Work to be completed –
Scan the entries for lines with the word "Transient", then copy those lines.

· · ·

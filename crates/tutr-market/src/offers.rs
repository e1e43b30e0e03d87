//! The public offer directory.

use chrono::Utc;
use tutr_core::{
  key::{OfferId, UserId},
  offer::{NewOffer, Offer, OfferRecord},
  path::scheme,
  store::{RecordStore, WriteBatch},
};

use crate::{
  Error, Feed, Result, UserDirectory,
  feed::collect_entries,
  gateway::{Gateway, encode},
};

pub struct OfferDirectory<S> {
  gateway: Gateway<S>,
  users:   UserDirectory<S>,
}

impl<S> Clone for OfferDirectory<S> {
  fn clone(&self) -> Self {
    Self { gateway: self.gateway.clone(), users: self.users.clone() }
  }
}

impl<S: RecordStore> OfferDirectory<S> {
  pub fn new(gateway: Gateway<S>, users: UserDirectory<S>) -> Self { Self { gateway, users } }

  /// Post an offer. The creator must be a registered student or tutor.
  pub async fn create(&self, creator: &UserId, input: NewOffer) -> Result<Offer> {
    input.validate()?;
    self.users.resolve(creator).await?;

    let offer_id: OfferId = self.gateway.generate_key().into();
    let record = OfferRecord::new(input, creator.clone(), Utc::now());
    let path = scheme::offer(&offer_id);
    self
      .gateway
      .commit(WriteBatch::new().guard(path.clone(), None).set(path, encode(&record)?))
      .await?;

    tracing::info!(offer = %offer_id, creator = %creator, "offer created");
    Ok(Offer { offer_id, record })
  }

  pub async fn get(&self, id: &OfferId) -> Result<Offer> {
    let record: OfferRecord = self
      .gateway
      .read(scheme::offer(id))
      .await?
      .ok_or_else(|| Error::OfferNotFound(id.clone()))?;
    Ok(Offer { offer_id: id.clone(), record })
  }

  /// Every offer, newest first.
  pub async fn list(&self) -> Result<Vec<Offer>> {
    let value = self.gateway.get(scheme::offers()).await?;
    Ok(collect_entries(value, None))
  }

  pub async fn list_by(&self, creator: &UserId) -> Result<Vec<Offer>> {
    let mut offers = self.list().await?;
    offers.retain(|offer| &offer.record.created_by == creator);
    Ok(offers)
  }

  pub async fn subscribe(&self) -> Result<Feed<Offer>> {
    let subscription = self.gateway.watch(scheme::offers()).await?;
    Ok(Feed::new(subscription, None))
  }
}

· · ·

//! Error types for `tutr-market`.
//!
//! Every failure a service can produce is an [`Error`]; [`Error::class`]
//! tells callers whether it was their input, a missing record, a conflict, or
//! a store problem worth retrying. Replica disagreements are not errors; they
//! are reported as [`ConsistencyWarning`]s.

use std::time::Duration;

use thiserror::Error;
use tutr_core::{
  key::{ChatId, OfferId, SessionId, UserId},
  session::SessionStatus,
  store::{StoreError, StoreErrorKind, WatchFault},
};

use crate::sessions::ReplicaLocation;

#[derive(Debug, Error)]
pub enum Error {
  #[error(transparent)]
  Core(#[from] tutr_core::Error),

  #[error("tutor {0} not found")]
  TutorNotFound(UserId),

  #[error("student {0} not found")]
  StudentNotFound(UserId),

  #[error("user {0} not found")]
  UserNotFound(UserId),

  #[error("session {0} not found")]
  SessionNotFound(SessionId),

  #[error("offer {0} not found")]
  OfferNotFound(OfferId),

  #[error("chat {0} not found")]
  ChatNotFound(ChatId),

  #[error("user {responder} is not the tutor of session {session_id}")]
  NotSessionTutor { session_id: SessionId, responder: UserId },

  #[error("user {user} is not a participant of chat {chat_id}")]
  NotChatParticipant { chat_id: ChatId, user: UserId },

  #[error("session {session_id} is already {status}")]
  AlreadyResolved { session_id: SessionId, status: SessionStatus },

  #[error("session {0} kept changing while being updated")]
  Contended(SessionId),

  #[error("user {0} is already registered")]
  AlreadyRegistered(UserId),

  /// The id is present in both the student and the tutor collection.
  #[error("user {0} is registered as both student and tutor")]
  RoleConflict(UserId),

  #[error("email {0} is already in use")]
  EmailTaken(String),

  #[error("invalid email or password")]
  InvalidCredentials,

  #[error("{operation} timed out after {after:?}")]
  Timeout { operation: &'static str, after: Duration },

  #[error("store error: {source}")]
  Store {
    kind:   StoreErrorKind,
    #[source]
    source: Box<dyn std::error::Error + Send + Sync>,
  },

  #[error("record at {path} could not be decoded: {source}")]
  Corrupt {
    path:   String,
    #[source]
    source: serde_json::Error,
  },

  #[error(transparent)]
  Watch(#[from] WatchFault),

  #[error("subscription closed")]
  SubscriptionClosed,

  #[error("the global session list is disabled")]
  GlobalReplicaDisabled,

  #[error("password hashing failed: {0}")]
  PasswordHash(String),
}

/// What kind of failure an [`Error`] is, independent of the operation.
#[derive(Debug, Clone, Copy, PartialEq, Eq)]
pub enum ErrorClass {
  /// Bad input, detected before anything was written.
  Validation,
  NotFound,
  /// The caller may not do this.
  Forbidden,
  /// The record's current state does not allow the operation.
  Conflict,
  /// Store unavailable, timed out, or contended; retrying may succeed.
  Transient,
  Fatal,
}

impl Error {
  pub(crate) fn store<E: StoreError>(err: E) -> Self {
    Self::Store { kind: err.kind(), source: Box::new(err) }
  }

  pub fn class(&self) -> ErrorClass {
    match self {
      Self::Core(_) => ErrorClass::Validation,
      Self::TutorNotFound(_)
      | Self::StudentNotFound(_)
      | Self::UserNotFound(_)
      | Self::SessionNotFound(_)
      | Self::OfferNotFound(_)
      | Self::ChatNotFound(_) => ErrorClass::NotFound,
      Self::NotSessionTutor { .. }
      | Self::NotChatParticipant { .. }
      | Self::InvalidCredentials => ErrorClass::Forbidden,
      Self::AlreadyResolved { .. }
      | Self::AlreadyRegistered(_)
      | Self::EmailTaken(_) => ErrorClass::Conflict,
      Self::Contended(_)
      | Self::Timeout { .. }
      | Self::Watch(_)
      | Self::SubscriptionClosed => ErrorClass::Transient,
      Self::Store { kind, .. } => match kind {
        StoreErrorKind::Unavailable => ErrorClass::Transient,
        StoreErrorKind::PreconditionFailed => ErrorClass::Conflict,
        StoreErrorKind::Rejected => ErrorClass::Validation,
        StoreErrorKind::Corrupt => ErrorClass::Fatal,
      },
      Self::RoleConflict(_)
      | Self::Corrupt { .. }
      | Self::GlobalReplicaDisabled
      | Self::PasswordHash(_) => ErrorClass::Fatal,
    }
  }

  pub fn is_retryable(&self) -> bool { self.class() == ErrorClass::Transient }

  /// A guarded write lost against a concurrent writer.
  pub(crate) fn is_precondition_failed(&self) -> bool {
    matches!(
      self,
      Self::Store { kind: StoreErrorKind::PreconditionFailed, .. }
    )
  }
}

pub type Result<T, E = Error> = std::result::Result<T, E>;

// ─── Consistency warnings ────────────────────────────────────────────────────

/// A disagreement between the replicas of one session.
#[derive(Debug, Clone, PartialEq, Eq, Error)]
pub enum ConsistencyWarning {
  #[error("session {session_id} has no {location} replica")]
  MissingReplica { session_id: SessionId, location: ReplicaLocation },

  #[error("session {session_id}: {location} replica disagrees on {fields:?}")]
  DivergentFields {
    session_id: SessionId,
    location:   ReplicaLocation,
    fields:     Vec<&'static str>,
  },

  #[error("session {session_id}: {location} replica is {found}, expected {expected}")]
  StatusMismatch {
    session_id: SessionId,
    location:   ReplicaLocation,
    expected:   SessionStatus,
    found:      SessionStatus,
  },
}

· · ·

Exercise answer –
  Transient,
      | Self::SubscriptionClosed => ErrorClass::Transient,
        StoreErrorKind::Unavailable => ErrorClass::Transient,
  pub fn is_retryable(&self) -> bool { self.class() == ErrorClass::Transient }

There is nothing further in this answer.